Assignment —
Count the lines below that contain the word "must", and reply with only that number.

Extracted records

//! Per-page form state controllers.
//!
//! Each controller owns the header fields and row table for one form, with
//! append/remove/edit semantics and a synchronous `validate()` run before
//! submit. Row mutation rebuilds the full array so the rendering layer sees a
//! fresh value, never an aliased edit. Validation errors map field name to
//! message; submission is blocked while the map is non-empty.

pub mod material_receipt;
pub mod purchase_order;
pub mod warehouse_receipt;

pub use material_receipt::{MaterialReceiptForm, MrLineField};
pub use purchase_order::{PoLineField, PurchaseOrderForm};
pub use warehouse_receipt::{BoxField, WarehouseReceiptForm};

use std::collections::BTreeMap;

use rust_decimal::Decimal;
use std::str::FromStr;

pub type FieldErrors = BTreeMap<String, String>;

pub(crate) fn require(errors: &mut FieldErrors, field: &str, value: &str) {
    if value.trim().is_empty() {
        errors.insert(field.to_string(), format!("{} is required", field));
    }
}

pub(crate) fn require_positive(errors: &mut FieldErrors, field: &str, value: &Decimal) {
    if value <= &Decimal::ZERO {
        errors.insert(field.to_string(), format!("{} must be greater than zero", field));
    }
}

/// Form-input coercion: whatever the user typed, an unparseable number lands
/// as zero and is caught by validation rather than surfaced as a parse error.
pub(crate) fn parse_decimal(value: &str) -> Decimal {
    Decimal::from_str(value.trim()).unwrap_or(Decimal::ZERO)
}
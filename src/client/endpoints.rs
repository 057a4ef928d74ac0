//! The backend's fixed endpoint paths, in one place. Paths interpolate ids
//! verbatim after percent-encoding; nothing here is discovered at runtime.

use percent_encoding::{utf8_percent_encode, AsciiSet, CONTROLS};

// Everything a backend id may carry that is not safe inside one path
// segment. Spaces must become %20, not +; this is a path, not a query.
const PATH_SEGMENT: &AsciiSet = &CONTROLS
    .add(b' ')
    .add(b'"')
    .add(b'#')
    .add(b'%')
    .add(b'&')
    .add(b'+')
    .add(b'/')
    .add(b'<')
    .add(b'>')
    .add(b'?')
    .add(b'\\')
    .add(b'^')
    .add(b'`')
    .add(b'{')
    .add(b'|')
    .add(b'}');

pub const CLIENTS: &str = "/clients";
pub const WAREHOUSE_RECEIPTS: &str = "/warehouse-receipts";
pub const PURCHASE_ORDERS: &str = "/purchase-orders";
pub const MATERIAL_RECEIPTS: &str = "/material-receipts";

pub fn warehouse_receipt(id: &str) -> String {
    format!("{}/{}", WAREHOUSE_RECEIPTS, encode(id))
}

pub fn purchase_order(id: &str) -> String {
    format!("{}/{}", PURCHASE_ORDERS, encode(id))
}

pub fn material_receipt(id: &str) -> String {
    format!("{}/{}", MATERIAL_RECEIPTS, encode(id))
}

pub fn photos(wr_id: &str) -> String {
    format!("{}/{}/photos", WAREHOUSE_RECEIPTS, encode(wr_id))
}

pub fn client_summary(client: &str) -> String {
    format!("{}/{}/receipt-summary", CLIENTS, encode(client))
}

pub fn po_fulfillment(po_id: &str) -> String {
    format!("{}/{}/fulfillment", PURCHASE_ORDERS, encode(po_id))
}

fn encode(segment: &str) -> String {
    utf8_percent_encode(segment, PATH_SEGMENT).to_string()
}
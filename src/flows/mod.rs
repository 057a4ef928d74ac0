//! Page-level control flow: mount, fetch, decode, render state, submit.
//!
//! Each flow takes the gateway and notifier as trait objects, mutates a view
//! state owned by the caller, and reports every failure as exactly one
//! notification. Multi-pass fetches are not transactional: a later pass
//! failing leaves earlier passes' data visible; nothing is rolled back or
//! retried.

pub mod po_view;
pub mod receipt_view;
pub mod submit;
pub mod summary;

pub use po_view::{search_purchase_order, PoView};
pub use receipt_view::{search_receipt, ReceiptView};
pub use submit::{
    delete_material_receipt, submit_material_receipt, submit_purchase_order,
    submit_warehouse_receipt, SubmitMode, SubmitResult,
};
pub use summary::load_client_summary;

Written solution —
2